I interviewed the screenwriter Bill Wittliff (Lonesome Dove, Legends of the Fall) for the cover story in this week's Austin Chronicle about his novel The Devil's Backbone. One part of the interview that didn't make it into print involved a picture on his office wall from his photo book Boystown. Right under a photo he took of Willie Nelson and above Wittliff's hat hangs a photo that intrigues.
(This blog post will also appear over at the Elephant Gun photo collective, which claims me as a member.)
Here's what Wittliff had to say:
Back in 1974 I was working on the screenplay for what would become the film A Night in Old Mexico. Part of the action ran through Boystown. I got in a lot of trouble there with my two cameras. But I went back the next night and fell in with a photographer who for $2 will take your picture with your drunk friend and some prostitute. They were all shooting these old Argus C3s. We went on these back streets of Boystown. Here was their little studio. There was a guy in a closet with an old Durst enlarger and three pans of chemicals. They would take a piece of 35mm frame, lay it in the back of their camera, close it, take one picture and run back. This guy would stick them in the Durst, make one little print, run it through the chemicals, wipe it on his pants and dry it with a hair dryer. He’d staple it in a little cardboard frame. Off they’d go to get their two bucks. I looked behind the enlarger and there was a stack of cut 35mm frames. They were all stuck together. I peeled one off, looked at it in the light and knew no gringo could ever get these pictures. I said, “quantos pesos?” They said, “no, no, the Federales.” But I said, “For history, for posterity.” One of them said, “Maybe for money.” I bought that stack of negatives and soaked them in the lavatory in my motel. Even in that 40 negatives there were five or six that I knew were really human. I had a friend who ran a shop in Nuevo Laredo. He went with me the next morning and found one of those guys. I said, “I want to buy your negatives every week.” He’d bring them to my friend. I bought their negatives for a year and a month. Then they got scared. I wound up with somewhere close to 7,000 negatives.
That’s one of the ones I liked the most. They were cracked. Cut. Chemical stains. Smears from wiping it on their jeans to dry. This is before computers. I would sit there and retouch. Not that one. It wasn’t as bad. There were some where I’d take one print and get my retouch deals--not trying to totally clean them up, but just where they were presentable, where a scar or scratch through the picture didn’t interrupt the content. I would turn the TV on to watch a pro game. I’d start when the game started and I’d still be working when it was over.

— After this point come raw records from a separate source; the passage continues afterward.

/// Append rejected rows to the side log, one entry per row with the
/// database's error text.
fn append_skipped_log(
    path: &Path,
    table: &str,
    rejected: &[(String, String)],
) -> LoadResult<()> {
    if let Some(parent) = path.parent() {
        if !parent.as_os_str().is_empty() {
            std::fs::create_dir_all(parent)?;
        }
    }
    let mut file = std::fs::OpenOptions::new()
        .create(true)
        .append(true)
        .open(path)?;
    for (row, error) in rejected {
        writeln!(file, "Table: {table}\nRow: {row}\nError: {error}\n")?;
    }
    Ok(())
}
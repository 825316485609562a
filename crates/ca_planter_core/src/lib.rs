//! # CA Planter Core
//!
//! Elementary cellular automaton engine used to pattern planter models.
//!
//! This crate contains the deterministic generation logic:
//! - Rule decoding and the neighborhood transition function
//! - Grid evolution under toroidal boundaries
//! - Run configuration and statistics
//!
//! ## Example
//!
//! ```
//! use ca_planter_core::generator::generate;
//! use rand::SeedableRng;
//! use rand_chacha::ChaCha8Rng;
//!
//! let mut rng = ChaCha8Rng::seed_from_u64(42);
//! let grid = generate(40, 60, 110, &mut rng).unwrap();
//! assert_eq!(grid.height(), 60);
//! assert_eq!(grid.width(), 40);
//! ```

/// Run configuration loaded from `config.toml`
pub mod config;
/// Error types for generation
pub mod error;
/// Seed rows and grid evolution
pub mod generator;
/// Grid statistics and logging setup
pub mod metrics;
/// Rule decoding and the transition function
pub mod rule;

pub use error::{CaError, Result};
pub use generator::{evolve, generate, GridGenerator};
pub use rule::{apply, decode, encode, Rule, RuleTable};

Look at that picture. That’s his toolbox on the table. No doubt he’s got a pickup parked outside. He’s going home from work. He’s stopped, I don’t think for sex. I think he stopped for a little companionship. She’s somebody who doesn’t want to be owned. She’s turning slightly away. This is how she makes her living. He whole world is in that little change purse. She’s got a gold tooth. If you go close to it, you’ll see there’s one tooth that’s kind of shining. I just think that’s a whole world in that picture. I think that picture is real art. But these photographers are not trying to make art. They’re trying to make a couple of bucks.
It’s a very cool picture just in terms of composition, the toolbox and all that, but the real content is human.